Over the next two days I spent about ten hours reading up on various perspectives by the drug manufacturer, alternative medicines, nutritionists, herbalists, and other aspects of my situation.  Man oh man -- buggy-eyed and brain-tired.  At least the doctor was good for one thing: she easily ruled out a lot of possible problems that I hadn't even considered (and which were probably the reason my GP sent me to the specialist in the first place). 

Sunday, December 13, 2015

Bearing Fruits Worthy of Repentance

The tax collectors and soldiers came to John, listening to his preaching, believing his message, and asking, "What shall we do?"  The answer for all of them was pretty much, "Do your job honestly, without hurting other people."

Now if you were a taxpayer in Judea at that time, whether you believed in the Lord or not, you would derive some benefit from all these people trusting in the Messiah.  These Christians beginning to bear fruits of repentance.  Some of the taxpayers would be collecting only the amount they were supposed to collect. Some of the soldiers would be fair and good.  Certainly not all of them.  And not even these new Christians were sinless.  But some of them were indeed transformed (in part) by the Gospel they believed.

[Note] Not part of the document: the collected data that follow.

//! Lexical Analyzer for the Rill Scripting Language
//!
//! This module implements the tokenization phase of the Rill pipeline. It
//! converts raw source text into a stream of tokens that the parser pulls
//! one at a time.
//!
//! ## Tokenization Process
//!
//! The lexer performs several key functions:
//! 1. **Character Processing**: Iterates through source code character by character
//! 2. **Token Recognition**: Identifies keywords, operators, literals, and identifiers
//! 3. **Comment Filtering**: Strips single-line comments (`//`) from the token stream
//! 4. **Position Tracking**: Maintains the 1-based source line of every token
//!
//! ## Supported Tokens
//!
//! - **Literals**: Numbers (`42`, `3.14`), Strings (`"hello"`)
//! - **Identifiers**: `my_var`, `counter`, `_tmp`
//! - **Keywords**: `class fn let virtual override print if else while`
//! - **Operators**: `+ - * /`, comparators `= == ! != < <= > >=`
//! - **Punctuation**: `( ) { } , . ;`
//! - **Sentinels**: end-of-input, unknown
//!
//! ## Error Semantics
//!
//! The lexer never fails. Characters that match no token become `Unknown`
//! tokens, as does a string literal left open at end-of-input; the parser is
//! responsible for reporting on them when it encounters them. This keeps the
//! scanner total: every input eventually yields `Eof`.

use std::fmt;

/// The lexical categories of the Rill language.
#[derive(Debug, Clone, Copy, PartialEq, Eq)]
pub enum TokenKind {
    // Literals and names
    Identifier,
    Number,
    String,

    // Punctuation
    LeftParen,
    RightParen,
    LeftBrace,
    RightBrace,
    Comma,
    Dot,
    Semicolon,

    // Operators
    Plus,
    Minus,
    Star,
    Slash,

    // Comparators
    Equal,
    EqualEqual,
    Bang,
    BangEqual,
    Less,
    LessEqual,
    Greater,
    GreaterEqual,

    // Keywords
    Class,
    Fn,
    Let,
    Virtual,
    Override,
    Print,
    If,
    Else,
    While,

    // Sentinels
    Eof,
    Unknown,
}

/// A single lexical unit: its category, exact source slice, and 1-based
/// source line. For string literals the lexeme excludes the surrounding
/// quotes. Tokens are immutable once emitted.
#[derive(Debug, Clone, PartialEq)]
pub struct Token {
    pub kind: TokenKind,
    pub lexeme: String,
    pub line: usize,
}

impl Token {
    fn new(kind: TokenKind, lexeme: impl Into<String>, line: usize) -> Self {
        Self {
            kind,
            lexeme: lexeme.into(),
            line,
        }
    }
}

impl fmt::Display for Token {
    /// Renders the token the way parser diagnostics refer to it.
    fn fmt(&self, f: &mut fmt::Formatter<'_>) -> fmt::Result {
        match self.kind {
            TokenKind::Eof => write!(f, "end of input"),
            TokenKind::String => write!(f, "\"{}\"", self.lexeme),
            _ => write!(f, "'{}'", self.lexeme),
        }
    }
}

/// Pull-style scanner over the source text.
///
/// State is the character vector, the current index, and the current line.
/// `next_token` produces tokens on demand in source order; once the input is
/// exhausted it keeps returning the end-of-input sentinel.
pub struct Lexer {
    /// Source code as a vector of characters for efficient indexing
    input: Vec<char>,
    /// Current position in the character stream
    position: usize,
    /// Current line number (1-based)
    line: usize,
}

impl Lexer {
    pub fn new(input: &str) -> Self {
        Self {
            input: input.chars().collect(),
            position: 0,
            line: 1,
        }
    }

    /// Scans and returns the next token from the input stream.
    ///
    /// Skips whitespace and `//` comments first, then dispatches on the next
    /// character. Multi-character comparators (`==`, `!=`, `<=`, `>=`) are
    /// formed with one character of lookahead; `=`, `!`, `<`, `>` alone are
    /// the one-character variants.
    pub fn next_token(&mut self) -> Token {
        self.skip_whitespace();

        if self.is_at_end() {
            return Token::new(TokenKind::Eof, "", self.line);
        }

        let line = self.line;
        let c = self.advance();

        match c {
            '(' => Token::new(TokenKind::LeftParen, "(", line),
            ')' => Token::new(TokenKind::RightParen, ")", line),
            '{' => Token::new(TokenKind::LeftBrace, "{", line),
            '}' => Token::new(TokenKind::RightBrace, "}", line),
            ',' => Token::new(TokenKind::Comma, ",", line),
            '.' => Token::new(TokenKind::Dot, ".", line),
            ';' => Token::new(TokenKind::Semicolon, ";", line),
            '+' => Token::new(TokenKind::Plus, "+", line),
            '-' => Token::new(TokenKind::Minus, "-", line),
            '*' => Token::new(TokenKind::Star, "*", line),
            '/' => Token::new(TokenKind::Slash, "/", line),
            '=' => {
                if self.peek() == '=' {
                    self.advance();
                    Token::new(TokenKind::EqualEqual, "==", line)
                } else {
                    Token::new(TokenKind::Equal, "=", line)
                }
            }
            '!' => {
                if self.peek() == '=' {
                    self.advance();
                    Token::new(TokenKind::BangEqual, "!=", line)
                } else {
                    Token::new(TokenKind::Bang, "!", line)
                }
            }
            '<' => {
                if self.peek() == '=' {
                    self.advance();
                    Token::new(TokenKind::LessEqual, "<=", line)
                } else {
                    Token::new(TokenKind::Less, "<", line)
                }
            }
            '>' => {
                if self.peek() == '=' {
                    self.advance();
                    Token::new(TokenKind::GreaterEqual, ">=", line)
                } else {
                    Token::new(TokenKind::Greater, ">", line)
                }
            }
            '"' => self.string_literal(line),
            c if c.is_ascii_digit() => self.number_literal(c, line),
            c if c.is_ascii_alphabetic() || c == '_' => self.identifier_or_keyword(c, line),
            c => Token::new(TokenKind::Unknown, c.to_string(), line),
        }
    }

    /// Scans a string literal; the opening quote has been consumed.
    ///
    /// The emitted lexeme is the interior only. Newlines inside the literal
    /// advance the line counter; the token is attributed to the line where it
    /// started. An unterminated literal becomes an `Unknown` token carrying
    /// whatever interior was consumed.
    fn string_literal(&mut self, line: usize) -> Token {
        let mut value = String::new();

        while self.peek() != '"' && !self.is_at_end() {
            if self.peek() == '\n' {
                self.line += 1;
            }
            value.push(self.advance());
        }

        if self.is_at_end() {
            return Token::new(TokenKind::Unknown, value, line);
        }

        self.advance(); // closing quote
        Token::new(TokenKind::String, value, line)
    }

    /// Scans a numeric literal starting with the given digit.
    ///
    /// Consumes the integer part, then a fractional part only when a `.` is
    /// directly followed by a digit (two characters of lookahead), so `1.`
    /// lexes as the number `1` followed by a `.` token.
    fn number_literal(&mut self, first_digit: char, line: usize) -> Token {
        let mut value = String::from(first_digit);

        while self.peek().is_ascii_digit() {
            value.push(self.advance());
        }

        if self.peek() == '.' && self.peek_next().is_ascii_digit() {
            value.push(self.advance()); // consume '.'
            while self.peek().is_ascii_digit() {
                value.push(self.advance());
            }
        }

        Token::new(TokenKind::Number, value, line)
    }

    /// Scans an identifier or keyword starting with the given character.
    fn identifier_or_keyword(&mut self, first_char: char, line: usize) -> Token {
        let mut value = String::from(first_char);

        while self.peek().is_ascii_alphanumeric() || self.peek() == '_' {
            value.push(self.advance());
        }

        // Keyword table
        let kind = match value.as_str() {
            "class" => TokenKind::Class,
            "fn" => TokenKind::Fn,
            "let" => TokenKind::Let,
            "virtual" => TokenKind::Virtual,
            "override" => TokenKind::Override,
            "print" => TokenKind::Print,
            "if" => TokenKind::If,
            "else" => TokenKind::Else,
            "while" => TokenKind::While,
            _ => TokenKind::Identifier,
        };

        Token::new(kind, value, line)
    }

    /// Skips whitespace, newlines (counting them), and `//` comments.
    ///
    /// A comment runs up to, not including, the following newline so the
    /// line counter stays accurate. `\r` without `\n` is plain whitespace.
    fn skip_whitespace(&mut self) {
        while !self.is_at_end() {
            match self.peek() {
                ' ' | '\r' | '\t' => {
                    self.advance();
                }
                '\n' => {
                    self.line += 1;
                    self.advance();
                }
                '/' if self.peek_next() == '/' => {
                    while self.peek() != '\n' && !self.is_at_end() {
                        self.advance();
                    }
                }
                _ => break,
            }
        }
    }

    fn is_at_end(&self) -> bool {
        self.position >= self.input.len()
    }

    /// Consumes and returns the current character.
    fn advance(&mut self) -> char {
        if !self.is_at_end() {
            let c = self.input[self.position];
            self.position += 1;
            c
        } else {
            '\0'
        }
    }

    /// Returns the current character without consuming it.
    fn peek(&self) -> char {
        if self.is_at_end() {
            '\0'
        } else {
            self.input[self.position]
        }
    }

    /// Returns the character after the current position without consuming it.
    fn peek_next(&self) -> char {
        if self.position + 1 >= self.input.len() {
            '\0'
        } else {
            self.input[self.position + 1]
        }
    }

    /// Drains the scanner into a vector ending with the `Eof` token.
    #[cfg(test)]
    fn tokenize(mut self) -> Vec<Token> {
        let mut tokens = Vec::new();
        loop {
            let token = self.next_token();
            let done = token.kind == TokenKind::Eof;
            tokens.push(token);
            if done {
                break;
            }
        }
        tokens
    }
}

#[cfg(test)]
mod tests {
    use super::*;

    fn kinds(source: &str) -> Vec<TokenKind> {
        Lexer::new(source).tokenize().into_iter().map(|t| t.kind).collect()
    }

    #[test]
    fn lexes_punctuation_and_operators() {
        assert_eq!(
            kinds("( ) { } , . ; + - * /"),
            vec![
                TokenKind::LeftParen,
                TokenKind::RightParen,
                TokenKind::LeftBrace,
                TokenKind::RightBrace,
                TokenKind::Comma,
                TokenKind::Dot,
                TokenKind::Semicolon,
                TokenKind::Plus,
                TokenKind::Minus,
                TokenKind::Star,
                TokenKind::Slash,
                TokenKind::Eof,
            ]
        );
    }

    #[test]
    fn lexes_comparators_with_lookahead() {
        assert_eq!(
            kinds("= == ! != < <= > >="),
            vec![
                TokenKind::Equal,
                TokenKind::EqualEqual,
                TokenKind::Bang,
                TokenKind::BangEqual,
                TokenKind::Less,
                TokenKind::LessEqual,
                TokenKind::Greater,
                TokenKind::GreaterEqual,
                TokenKind::Eof,
            ]
        );
    }

    #[test]
    fn lexes_keywords_and_identifiers() {
        assert_eq!(
            kinds("class fn let virtual override print if else while classy"),
            vec![
                TokenKind::Class,
                TokenKind::Fn,
                TokenKind::Let,
                TokenKind::Virtual,
                TokenKind::Override,
                TokenKind::Print,
                TokenKind::If,
                TokenKind::Else,
                TokenKind::While,
                TokenKind::Identifier,
                TokenKind::Eof,
            ]
        );
    }

    #[test]
    fn lexes_numbers() {
        let tokens = Lexer::new("42 3.14").tokenize();
        assert_eq!(tokens[0].kind, TokenKind::Number);
        assert_eq!(tokens[0].lexeme, "42");
        assert_eq!(tokens[1].kind, TokenKind::Number);
        assert_eq!(tokens[1].lexeme, "3.14");
    }

    #[test]
    fn dot_without_following_digit_is_not_fractional() {
        let tokens = Lexer::new("1.foo").tokenize();
        assert_eq!(tokens[0].kind, TokenKind::Number);
        assert_eq!(tokens[0].lexeme, "1");
        assert_eq!(tokens[1].kind, TokenKind::Dot);
        assert_eq!(tokens[2].kind, TokenKind::Identifier);
    }

    #[test]
    fn string_lexeme_excludes_quotes() {
        let tokens = Lexer::new("\"hello\"").tokenize();
        assert_eq!(tokens[0].kind, TokenKind::String);
        assert_eq!(tokens[0].lexeme, "hello");
    }

    #[test]
    fn multiline_string_counts_lines() {
        let tokens = Lexer::new("\"a\nb\" x").tokenize();
        assert_eq!(tokens[0].kind, TokenKind::String);
        assert_eq!(tokens[0].line, 1);
        // The identifier after the literal sits on line 2.
        assert_eq!(tokens[1].kind, TokenKind::Identifier);
        assert_eq!(tokens[1].line, 2);
    }

    #[test]
    fn unterminated_string_is_unknown() {
        let tokens = Lexer::new("\"oops").tokenize();
        assert_eq!(tokens[0].kind, TokenKind::Unknown);
        assert_eq!(tokens[0].lexeme, "oops");
        assert_eq!(tokens[1].kind, TokenKind::Eof);
    }

    #[test]
    fn unmatched_character_is_unknown() {
        let tokens = Lexer::new("let @ x").tokenize();
        assert_eq!(tokens[1].kind, TokenKind::Unknown);
        assert_eq!(tokens[1].lexeme, "@");
    }

    #[test]
    fn comments_are_skipped_to_end_of_line() {
        assert_eq!(
            kinds("let x // the answer\n= 42;"),
            vec![
                TokenKind::Let,
                TokenKind::Identifier,
                TokenKind::Equal,
                TokenKind::Number,
                TokenKind::Semicolon,
                TokenKind::Eof,
            ]
        );
    }

    #[test]
    fn tracks_lines_across_newlines() {
        let tokens = Lexer::new("let a;\r\nlet b;\nlet c;").tokenize();
        let lines: Vec<usize> = tokens
            .iter()
            .filter(|t| t.kind == TokenKind::Let)
            .map(|t| t.line)
            .collect();
        assert_eq!(lines, vec![1, 2, 3]);
    }

    #[test]
    fn eof_is_stable() {
        let mut lexer = Lexer::new("");
        assert_eq!(lexer.next_token().kind, TokenKind::Eof);
        assert_eq!(lexer.next_token().kind, TokenKind::Eof);
    }
}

So even before Jesus died,
even before He was miraculously healing people,
even before He was preaching,

already there were some temporal blessings breaking in, like the tiniest little foretaste of what was yet to come.

Wonky Comments Too

So not only has my blog been wonky, but now I see the comments have been wonky too.

No, the comments themselves haven't been.  (My apologies Suzanne, Melanie, Cheryl, Jane in SB, and Karen in MI.  You're not being weirdos at all.  Well, not any more than the likable weirdness that is the norm.)  Something IS up, however, with the comment feature.  Today I noticed that a request for comment moderation was dumped into my spam folder.  That's when I discovered that a whole bunch of other comments were awaiting moderation -- comments from months ago.  Comments that never arrived, not even diverted to the spam folder.  They were simply sucked into a tiny corner of the blogger program.

Well, they have been found and posted.

Settings have been adjusted.  I was moderating comments only because my mom couldn't manage the "Prove you're not a robot" verification.  But Mom's not reading my blog now, so I no longer need to take that into account.

The trick now is to see if I can remember to keep peeking into that little forsaken corner in case of older comments.  And in the meantime, I have to watch for new comments that would hawk lower mortgages, exercise equipment, new roofs, and sexy girlfriends.  (I suspect you want those things just about as much as I do.)

Saturday, December 12, 2015

Lizzy Is Growing




I haven't posted any pictures of Lizzy since she was brand new.  This is from about 3 weeks ago.  Like her momma, she wants to STAND at a ridiculously young age.  Rachel had to put a book under the baby's feet so that she could use her walker.  But now she's grown big enough to reach the floor!